• [AVAILABLE DATA]
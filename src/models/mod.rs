pub mod config;
pub mod error;
pub mod message;
pub mod task;
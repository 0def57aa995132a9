mod adapter;
mod handle;
mod signal;

#[cfg(test)]
pub(crate) mod testing;

pub use adapter::{ShellExecutionAdapter, GRACEFUL_KILL_TIMEOUT};
pub use handle::{ExecutionHandle, ExecutionResult};
pub use signal::{OsSignaller, ProcessSignaller, Signal};
pub(crate) use signal::is_no_such_process;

• [EXERCISE BRIEF] All of the records above are to be printed again exactly as they appear.

• [WRITTEN RESPONSE]
filename src/models/mod.rs
pub mod config;
pub mod error;
pub mod message;
pub mod task;
repository 0def57aa995132a9
mod adapter;
mod handle;
mod signal;

#[cfg(test)]
pub(crate) mod testing;

pub use adapter::{ShellExecutionAdapter, GRACEFUL_KILL_TIMEOUT};
pub use handle::{ExecutionHandle, ExecutionResult};
pub use signal::{OsSignaller, ProcessSignaller, Signal};
pub(crate) use signal::is_no_such_process;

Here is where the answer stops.